When people immigrate to other countries, most often they feel homesick and long for the countries they left behind. They remain wedded to past memories and to the families and places where they grew up. They remember all the details of their life back home and the longer they are absent from home the stronger these feelings torture them.
This psychological anguish makes it difficult for an immigrant to appreciate the good things in his new surroundings. They all look ugly to him. He considers every opportunity for studying or working as a conspiracy to set him up. These negative feelings might drive him to hate himself and the reality around him and sometimes he might despise everything in his new life. Some toy with the idea of returning home.
This is especially true in the case of women who undergo all these pains of separation more acutely than men. The masculine culture helps men to keep their emotions to themselves unlike women. And women, we should remember, are more emotional than men, which makes them subject to more depression, tension and emotional stress. Men are usually more adaptive to their surroundings and they could overcome their negative emotions.
Women by nature, and due to cultural mores, feel responsible for many issues that add to the stress and psychological torment they undergo. Woman looks after the household, her children and husband in addition to other obligations like work and school.
She must also take care of herself so that she doesn’t end up losing her mental equilibrium. Men, even if they offer to share the burden of household responsibilities, don’t take things too seriously. This might be due to the fact that a man doesn’t feel fully responsible about these things and that he’s doing certain things only as a favor to his wife. It only increases the woman’s stress so she becomes very picky. Others might believe that she’s a wonderful wife and a great mother when she’s the only one underestimating herself and living in depression running after perfection, which is something no human being can achieve.
Therefore, a woman suffers immensely if she lives long years away from home. This torture includes certain realistic facts and others that are imaginary. But everything creates real psychological pain that affects not only the woman but her entire family.
The problem however is that all immigrants believe that the minute they return home their troubles will magically vanish and everything will be back to normal and they would be able to enjoy the absolute happiness they longed for.
Such notions encourage them to return home and in most cases they plan to return without proper or accurate planning. And during this emotionally charged period of time, they don’t pay much attention to details because their minds are occupied with positive ideas and thinking. So they tend to avoid discussing issues such as selling their furniture, car or completing their business or official papers. Perhaps they might avoid some of the important issues because they don’t want anything to affect their peace of mind and joy of going back home.
When they achieve what they wanted and return to their country after long years of absence, and after they meet their beloved ones and relatives, things begin to change. For a time they may think returning home had actually helped them overcome their problems, but gradually things worsen and problems surface creating new challenges.
Spending long years in a foreign country changes a person’s emotions or appearance; it also influences one’s thinking and logic.
Being exposed to different cultures and blending with other people makes one think clearly and more logically. Any actions or attitudes they used to accept in the past, they no longer do after being introduced to foreign cultures.

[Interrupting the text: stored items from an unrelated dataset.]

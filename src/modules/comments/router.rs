use axum::{
    Router,
    routing::{delete, get},
};

use super::controller::{create_comment, delete_comment, list_comments};
use crate::state::AppState;

pub fn init_comments_router() -> Router<AppState> {
    Router::new()
        .route("/", get(list_comments).post(create_comment))
        .route("/{id}", delete(delete_comment))
}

Cultural changes create a gap in the lives of people who’ve lived long periods away from home. They come back and realize that many of the traditions and customs they once knew and forgotten are still alive and they have to deal with them. That itself creates more stress and pressure and it varies according to a person’s character. In addition, there will be new family commitments and the need to always satisfy lots of individuals.
Some might go through a culture shock once they’re back home. They suffer anxiety and feelings (of surprise, disorientation, confusion, etc.) trying to adapt again to their original cultural or social environment.
Family members must meet the needs and psychological demands of a person who has returned home after a very long period of absence. Going through these mixed feelings and emotions requires people to provide support and understanding and not to add to their pressures and stresses. Sometimes even the family members fail to meet the returnee’s psychological needs. I believe that one should be able to manage all these by allowing himself some space and time to adjust to the new surroundings.
What’s more important is to know how to invest one’s experience and knowledge as an immigrant to overcome his or her disturbed emotional status. One may satisfy other’s needs but this should not be the expense of his mental and emotional stability.
— Dr. Maha Al-Hujailan is a medical researcher at King Khaled University Hospital in Riyadh.